## Task description
Out of the entries that follow, copy each line containing "Ordering".
....
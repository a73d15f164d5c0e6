//! Named real-time channels.
//!
//! The hub keeps at most one live channel per id. Each channel is driven by a
//! single task that reads one frame, hands it to the channel's consumer, and
//! only then reads the next, so consumers never run concurrently with
//! themselves and always observe frames in transport order.

use std::collections::HashMap;
use std::sync::atomic::{AtomicU64, Ordering};
use std::sync::{Arc, Mutex, MutexGuard};
use std::time::Duration;

use futures_util::{SinkExt, StreamExt};
use serde::Serialize;
use serde_json::{json, Value};
use tokio::sync::mpsc;
use tokio::task::JoinHandle;
use tokio_util::sync::CancellationToken;
use tracing::{debug, info, warn};

use crate::core::events::{ChannelClosed, ChannelErrored, ChannelOpened, EventBus};
use crate::core::transport::{Connection, Transport};
use crate::utils::url::channel_url;

/// Upper bound on waiting for a graceful close handshake.
const CLOSE_GRACE: Duration = Duration::from_secs(1);

/// One decoded inbound payload.
#[derive(Debug, Clone, PartialEq)]
pub enum Frame {
    Json(Value),
    /// Payload that was not valid JSON, passed through untouched
    Raw(String),
}

impl Frame {
    /// Decode a payload. Never fails: undecodable input becomes [`Frame::Raw`].
    pub fn decode(payload: &str) -> Self {
        match serde_json::from_str::<Value>(payload) {
            Ok(value) => Frame::Json(value),
            Err(_) => Frame::Raw(payload.to_string()),
        }
    }

    pub fn field(&self, name: &str) -> Option<&Value> {
        match self {
            Frame::Json(value) => value.get(name),
            Frame::Raw(_) => None,
        }
    }

    pub fn str_field(&self, name: &str) -> Option<&str> {
        self.field(name).and_then(Value::as_str)
    }

    /// The frame's `type` tag; raw frames report `"raw"`.
    pub fn kind(&self) -> Option<&str> {
        match self {
            Frame::Json(_) => self.str_field("type"),
            Frame::Raw(_) => Some("raw"),
        }
    }

    /// JSON view of the frame. Raw frames render as `{"type":"raw","content":...}`.
    pub fn to_value(&self) -> Value {
        match self {
            Frame::Json(value) => value.clone(),
            Frame::Raw(content) => json!({ "type": "raw", "content": content }),
        }
    }
}

#[derive(Debug, Clone, Copy, PartialEq, Eq)]
pub enum ChannelState {
    Connecting,
    Open,
    Closed,
}

struct LiveChannel {
    generation: u64,
    state: ChannelState,
    outbound: mpsc::UnboundedSender<String>,
    cancel: CancellationToken,
    task: Option<JoinHandle<()>>,
}

struct HubInner {
    transport: Arc<dyn Transport>,
    realtime_base: String,
    events: Arc<EventBus>,
    channels: Mutex<HashMap<String, LiveChannel>>,
    next_generation: AtomicU64,
}

impl HubInner {
    fn lock(&self) -> MutexGuard<'_, HashMap<String, LiveChannel>> {
        self.channels
            .lock()
            .unwrap_or_else(|poisoned| poisoned.into_inner())
    }

    fn mark_open(&self, channel_id: &str, generation: u64) -> bool {
        match self.lock().get_mut(channel_id) {
            Some(entry) if entry.generation == generation => {
                entry.state = ChannelState::Open;
                true
            }
            _ => false,
        }
    }

    /// Drop the entry unless it has already been replaced by a newer connection.
    fn forget(&self, channel_id: &str, generation: u64) {
        let mut channels = self.lock();
        if channels
            .get(channel_id)
            .is_some_and(|entry| entry.generation == generation)
        {
            channels.remove(channel_id);
        }
    }

    fn report_error(&self, channel_id: &str, message: String) {
        warn!(channel = channel_id, error = %message, "channel error");
        self.events.channel_errored.publish(&ChannelErrored {
            channel_id: channel_id.to_string(),
            message,
        });
    }
}

/// Owner of every live channel. Cheap to clone; clones share the same table.
#[derive(Clone)]
pub struct ChannelHub {
    inner: Arc<HubInner>,
}

impl ChannelHub {
    pub fn new(transport: Arc<dyn Transport>, realtime_base: &str, events: Arc<EventBus>) -> Self {
        Self {
            inner: Arc::new(HubInner {
                transport,
                realtime_base: realtime_base.to_string(),
                events,
                channels: Mutex::new(HashMap::new()),
                next_generation: AtomicU64::new(1),
            }),
        }
    }

    /// Open `channel_id`, replacing any existing channel with that id.
    ///
    /// A replaced channel is fully closed, including its `on_close`, before
    /// the new connection is started. `on_message` runs once per frame in
    /// arrival order; `on_close` runs exactly once when the channel ends for
    /// any reason. Must not be awaited from the consumer of the channel being
    /// replaced.
    ///
    /// Ordering only holds for a channel that is still registered. After
    /// [`disconnect`](Self::disconnect) the old task is no longer tracked, so
    /// its `on_close` may run after the new channel opens.
    pub async fn connect<M, C>(&self, channel_id: &str, on_message: M, on_close: C)
    where
        M: FnMut(Frame) + Send + 'static,
        C: FnOnce() + Send + 'static,
    {
        let previous = self.inner.lock().remove(channel_id);
        if let Some(previous) = previous {
            debug!(channel = channel_id, "replacing existing channel");
            previous.cancel.cancel();
            if let Some(task) = previous.task {
                let _ = task.await;
            }
        }

        let generation = self.inner.next_generation.fetch_add(1, Ordering::Relaxed);
        let cancel = CancellationToken::new();
        let (outbound, outbound_rx) = mpsc::unbounded_channel();

        self.inner.lock().insert(
            channel_id.to_string(),
            LiveChannel {
                generation,
                state: ChannelState::Connecting,
                outbound,
                cancel: cancel.clone(),
                task: None,
            },
        );

        let task = tokio::spawn(run_channel(
            Arc::clone(&self.inner),
            channel_id.to_string(),
            generation,
            cancel,
            outbound_rx,
            on_message,
            on_close,
        ));

        // The task may already have finished and removed its entry.
        if let Some(entry) = self
            .inner
            .lock()
            .get_mut(channel_id)
            .filter(|entry| entry.generation == generation)
        {
            entry.task = Some(task);
        }
    }

    /// Serialize and send `data` if the channel is open.
    ///
    /// Anything else (unknown id, still connecting, closed, unserializable
    /// data) drops the message without error. Returns whether it was queued.
    pub fn send<T: Serialize + ?Sized>(&self, channel_id: &str, data: &T) -> bool {
        let channels = self.inner.lock();
        let Some(entry) = channels.get(channel_id) else {
            return false;
        };
        if entry.state != ChannelState::Open {
            return false;
        }
        match serde_json::to_string(data) {
            Ok(text) => entry.outbound.send(text).is_ok(),
            Err(_) => false,
        }
    }

    /// Close one channel. Safe to call from that channel's own consumer.
    pub fn disconnect(&self, channel_id: &str) -> bool {
        let removed = self.inner.lock().remove(channel_id);
        match removed {
            Some(entry) => {
                entry.cancel.cancel();
                true
            }
            None => false,
        }
    }

    pub fn disconnect_all(&self) {
        let drained: Vec<LiveChannel> = self.inner.lock().drain().map(|(_, entry)| entry).collect();
        for entry in drained {
            entry.cancel.cancel();
        }
    }

    /// Close every channel and wait for their close handlers to finish.
    pub async fn shutdown(&self) {
        let drained: Vec<LiveChannel> = self.inner.lock().drain().map(|(_, entry)| entry).collect();
        for entry in &drained {
            entry.cancel.cancel();
        }
        for entry in drained {
            if let Some(task) = entry.task {
                let _ = task.await;
            }
        }
    }

    pub fn is_connected(&self, channel_id: &str) -> bool {
        self.state(channel_id) == ChannelState::Open
    }

    pub fn state(&self, channel_id: &str) -> ChannelState {
        self.inner
            .lock()
            .get(channel_id)
            .map(|entry| entry.state)
            .unwrap_or(ChannelState::Closed)
    }

    pub fn live_channels(&self) -> Vec<String> {
        let mut ids: Vec<String> = self.inner.lock().keys().cloned().collect();
        ids.sort();
        ids
    }
}

async fn run_channel<M, C>(
    hub: Arc<HubInner>,
    channel_id: String,
    generation: u64,
    cancel: CancellationToken,
    outbound_rx: mpsc::UnboundedReceiver<String>,
    on_message: M,
    on_close: C,
) where
    M: FnMut(Frame) + Send + 'static,
    C: FnOnce() + Send + 'static,
{
    let url = channel_url(&hub.realtime_base, &channel_id);
    debug!(channel = %channel_id, %url, "opening channel");

    let opened = tokio::select! {
        biased;
        _ = cancel.cancelled() => None,
        result = hub.transport.open(&url) => Some(result),
    };

    match opened {
        Some(Ok(connection)) => {
            if hub.mark_open(&channel_id, generation) {
                info!(channel = %channel_id, "channel open");
                hub.events.channel_opened.publish(&ChannelOpened {
                    channel_id: channel_id.clone(),
                });
                pump(&hub, &channel_id, &cancel, connection, outbound_rx, on_message).await;
            }
        }
        Some(Err(err)) => hub.report_error(&channel_id, err.to_string()),
        None => {}
    }

    hub.forget(&channel_id, generation);
    info!(channel = %channel_id, "channel closed");
    hub.events.channel_closed.publish(&ChannelClosed {
        channel_id: channel_id.clone(),
    });
    on_close();
}

async fn pump<M>(
    hub: &HubInner,
    channel_id: &str,
    cancel: &CancellationToken,
    connection: Connection,
    mut outbound_rx: mpsc::UnboundedReceiver<String>,
    mut on_message: M,
) where
    M: FnMut(Frame),
{
    let Connection {
        mut outgoing,
        mut incoming,
    } = connection;

    loop {
        tokio::select! {
            biased;
            _ = cancel.cancelled() => break,
            Some(text) = outbound_rx.recv() => {
                if let Err(err) = outgoing.send(text).await {
                    hub.report_error(channel_id, err.to_string());
                    break;
                }
            }
            next = incoming.next() => match next {
                Some(Ok(payload)) => on_message(Frame::decode(&payload)),
                Some(Err(err)) => {
                    hub.report_error(channel_id, err.to_string());
                    break;
                }
                None => break,
            },
        }
    }

    let _ = tokio::time::timeout(CLOSE_GRACE, outgoing.close()).await;
}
....
## Result
use std::sync::atomic::{AtomicU64, Ordering};
    /// Ordering only holds for a channel that is still registered. After
        let generation = self.inner.next_generation.fetch_add(1, Ordering::Relaxed);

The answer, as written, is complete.